Medicina IV do Hospital Fernando Fonseca: Aliar a investigação e o ensino à atividade clínica
Na época em que José Delgado Alves foi convidado pela Direção Clínica do Hospital para abrir o Serviço de Medicina IV, impôs duas condições fundamentais: a possibilidade de escolher a sua equipa e a criação de uma unidade de doenças imunomediadas sistémicas (UDIMS), porque esta é uma área à qual se tem dedicado ao longo de toda a sua carreira, de forma complementar à sua atividade enquanto internista.

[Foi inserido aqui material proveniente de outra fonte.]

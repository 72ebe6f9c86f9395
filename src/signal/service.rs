use std::sync::Arc;
use tracing::{error, info};

use crate::agents::{signal::SignalAgent, Agent};
use crate::error::GatewayResult;
use crate::llm::CompletionApi;

use super::parse::interpret_reply;
use super::prompt::build_user_prompt;
use super::types::{Decision, MarketState, Recommendation};

/// Turns market snapshots into decisions through one completion call each.
#[derive(Clone)]
pub struct SignalService {
    llm: Arc<dyn CompletionApi>,
}

impl SignalService {
    pub fn new(llm: Arc<dyn CompletionApi>) -> Self {
        Self { llm }
    }

    /// Never fails: every error path degrades to a HOLD decision.
    pub async fn get_signal(&self, state: &MarketState) -> Decision {
        info!(
            "📈 [SIGNAL] Request: {} {} @ {}",
            state.symbol, state.timeframe, state.price
        );

        let recommendation = match self.recommend(state).await {
            Ok(rec) => rec,
            Err(e) => {
                error!("❌ [SIGNAL] Server error for {}: {}", state.symbol, e);
                Recommendation::server_error(&e.to_string())
            }
        };

        let decision = recommendation.stamp(state);
        info!(
            "📈 [SIGNAL] Decision for {}: {} lot={} ({})",
            decision.symbol, decision.action, decision.lot, decision.reason
        );
        decision
    }

    async fn recommend(&self, state: &MarketState) -> GatewayResult<Recommendation> {
        let prompt = build_user_prompt(state)?;

        let raw = match SignalAgent.run(&prompt, self.llm.as_ref()).await {
            Ok(raw) => raw,
            Err(e) => {
                error!("❌ [SIGNAL] Error calling completion API: {}", e);
                return Ok(Recommendation::api_error());
            }
        };

        info!("🤖 [SIGNAL] Raw AI response: {}", raw);

        Ok(interpret_reply(&raw))
    }
}
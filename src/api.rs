use axum::{
    extract::State,
    routing::{get, post},
    Json, Router,
};
use serde::{Deserialize, Serialize};
use serde_json::{json, Value};
use std::any::Any;
use std::sync::Arc;
use tokio::net::TcpListener;
use tracing::{error, info};

use crate::config::AppConfig;
use crate::constants::server::ROOT_MESSAGE;
use crate::error::GatewayResult;
use crate::signal::{Decision, MarketState, Recommendation, SignalService};

pub struct AppState {
    pub signals: SignalService,
    pub config: AppConfig,
}

#[derive(Debug, Serialize, Deserialize, PartialEq)]
pub struct HealthResponse {
    pub status: String,
    pub timestamp: i64,
    pub openai_key_set: bool,
}

pub fn build_router(state: Arc<AppState>) -> Router {
    Router::new()
        .route("/", get(root))
        .route("/signal", post(get_signal))
        .route("/health", get(health_check))
        .with_state(state)
}

pub async fn run_server(state: Arc<AppState>) -> GatewayResult<()> {
    let addr = state.config.server.bind_addr();
    let listener = TcpListener::bind(&addr).await?;
    info!("API Server listening on {}", addr);
    serve(listener, state).await
}

/// Serve on an already-bound listener.
pub async fn serve(listener: TcpListener, state: Arc<AppState>) -> GatewayResult<()> {
    axum::serve(listener, build_router(state)).await?;
    Ok(())
}

async fn root() -> Json<Value> {
    Json(json!({"message": ROOT_MESSAGE, "status": "active"}))
}

async fn get_signal(
    State(state): State<Arc<AppState>>,
    Json(market): Json<MarketState>,
) -> Json<Decision> {
    // Own task so a panic while handling becomes a HOLD instead of a dropped connection.
    let task_state = state.clone();
    let task_market = market.clone();
    let handle = tokio::spawn(async move { task_state.signals.get_signal(&task_market).await });

    match handle.await {
        Ok(decision) => Json(decision),
        Err(e) => {
            let message = if e.is_panic() {
                panic_message(e.into_panic())
            } else {
                e.to_string()
            };
            error!("❌ [SIGNAL] Server error for {}: {}", market.symbol, message);
            Json(Recommendation::server_error(&message).stamp(&market))
        }
    }
}

fn panic_message(payload: Box<dyn Any + Send>) -> String {
    if let Some(s) = payload.downcast_ref::<&str>() {
        s.to_string()
    } else if let Some(s) = payload.downcast_ref::<String>() {
        s.clone()
    } else {
        "unknown panic".to_string()
    }
}

async fn health_check(State(state): State<Arc<AppState>>) -> Json<HealthResponse> {
    Json(HealthResponse {
        status: "healthy".to_string(),
        timestamp: chrono::Utc::now().timestamp(),
        openai_key_set: state.config.llm.key_configured(),
    })
}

“Na altura, já havia médicos no hospital a desenvolver atividade nesta área, mas não existia uma unidade estruturada”, refere o professor da Faculdade de Ciências Médicas de Lisboa (agora renomeada NOVA Medical School).
Outro desejo era que o Serviço tivesse uma atividade científica e académica em simultâneo com a atividade clínica. “Enquanto médicos, temos a obrigação de ver e tratar doentes, foi para isso que fomos treinados. Mas temos também a responsabilidade de garantir que o conhecimento aumenta e que se transmite, isto é, que se investiga e que se ensina.”

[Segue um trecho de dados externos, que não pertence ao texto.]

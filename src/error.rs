//! Error types for the signal gateway
//!
//! None of these reach an HTTP caller: the API layer folds every failure
//! into a HOLD decision. They exist so library code can use `?`.

use async_openai::error::OpenAIError;
use thiserror::Error;

#[derive(Error, Debug)]
pub enum GatewayError {
    #[error("OpenAI API key is not configured")]
    MissingApiKey,

    #[error("Upstream completion error: {0}")]
    Upstream(#[from] OpenAIError),

    #[error("Upstream returned no completion text")]
    EmptyReply,

    #[error("Failed to build prompt: {0}")]
    Prompt(#[from] serde_json::Error),

    #[error("Configuration error: {0}")]
    Config(String),

    #[error("Failed to parse configuration: {0}")]
    ConfigParse(#[from] serde_yaml::Error),

    #[error("I/O error: {0}")]
    Io(#[from] std::io::Error),
}

pub type GatewayResult<T> = Result<T, GatewayError>;
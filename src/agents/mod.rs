pub mod signal;

use crate::error::GatewayResult;
use crate::llm::CompletionApi;

use tracing::info;

pub trait Agent {
    fn name(&self) -> &str;
    fn system_prompt(&self) -> &str;

    /// Send `query` under this agent's system instruction and return the raw reply.
    async fn run(&self, query: &str, llm: &dyn CompletionApi) -> GatewayResult<String> {
        info!("🤖 [AGENT] Sending request to {} (model: {})...", self.name(), llm.model());
        let response = llm.complete(self.system_prompt(), query).await?;
        info!("🤖 [AGENT] Response from {}: {}", self.name(), response);
        Ok(response)
    }
}
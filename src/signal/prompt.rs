use crate::error::GatewayResult;

use super::types::MarketState;

/// Render the user prompt for one market snapshot.
pub fn build_user_prompt(state: &MarketState) -> GatewayResult<String> {
    let indicators = serde_json::to_string(&state.indicators)?;
    let positions = serde_json::to_string(&state.positions)?;

    Ok(format!(
        "Symbol: {}\n\
         Timeframe: {}\n\
         Current Price: {}\n\
         Technical Indicators: {}\n\
         Open Positions: {}\n\
         Based on this data, what trading action should we take? \
         Consider risk management and current market conditions.",
        state.symbol, state.timeframe, state.price, indicators, positions
    ))
}

#[cfg(test)]
mod tests {
    use super::*;
    use serde_json::json;

    #[test]
    fn test_prompt_embeds_snapshot() {
        let state: MarketState = serde_json::from_value(json!({
            "symbol": "XAUUSD",
            "timeframe": "M15",
            "price": 2345.5,
            "indicators": {"rsi": 61.2, "ema_50": 2330.0},
            "positions": [{"ticket": 1, "type": "BUY", "lot": 0.02}]
        }))
        .unwrap();

        let prompt = build_user_prompt(&state).unwrap();
        let lines: Vec<&str> = prompt.lines().collect();

        assert_eq!(lines[0], "Symbol: XAUUSD");
        assert_eq!(lines[1], "Timeframe: M15");
        assert_eq!(lines[2], "Current Price: 2345.5");
        assert_eq!(lines[3], r#"Technical Indicators: {"ema_50":2330.0,"rsi":61.2}"#);
        assert!(lines[4].starts_with("Open Positions: [{"));
        assert!(lines[4].contains(r#""ticket":1"#));
        assert!(lines[5].starts_with("Based on this data"));
        assert!(prompt.ends_with("current market conditions."));
    }

    #[test]
    fn test_prompt_with_empty_collections() {
        let state = MarketState {
            symbol: "EURUSD".to_string(),
            timeframe: "H1".to_string(),
            price: 1.0842,
            indicators: Default::default(),
            positions: vec![],
        };

        let prompt = build_user_prompt(&state).unwrap();
        assert!(prompt.contains("Technical Indicators: {}\n"));
        assert!(prompt.contains("Open Positions: []\n"));
    }
}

Segundo José Delgado Alves, todos os médicos do Serviço são internistas de “mão cheia”, com muita experiência em imunologia clínica, o que possibilitou ter o “melhor dos dois mundos”, ou seja, continuar a ter uma estrutura de Medicina Interna "muito sólida" e, ao mesmo tempo, com o interesse nas doenças autoimunes que desejou para o Serviço.
O responsável faz questão de salientar a coesão da equipa, destacando o papel dos enfermeiros, dos auxiliares e dos administrativos porque, como frisa, o Serviço “não é só dos médicos”.
A integração da UDIMS no Serviço
A enfermaria do Serviço de Medicina IV tem, neste momento, 45 camas, sendo que cinco destas estão alocadas à UDIMS e outras seis a cuidados intermédios. No final das obras atualmente em curso no hospital e que se estima terminarem no final deste verão, prevê-se que a Unidade se torne independente do ponto de vista físico (embora, formalmente, já esteja autonomizada), pelo que haverá mais seis camas a juntar às existentes.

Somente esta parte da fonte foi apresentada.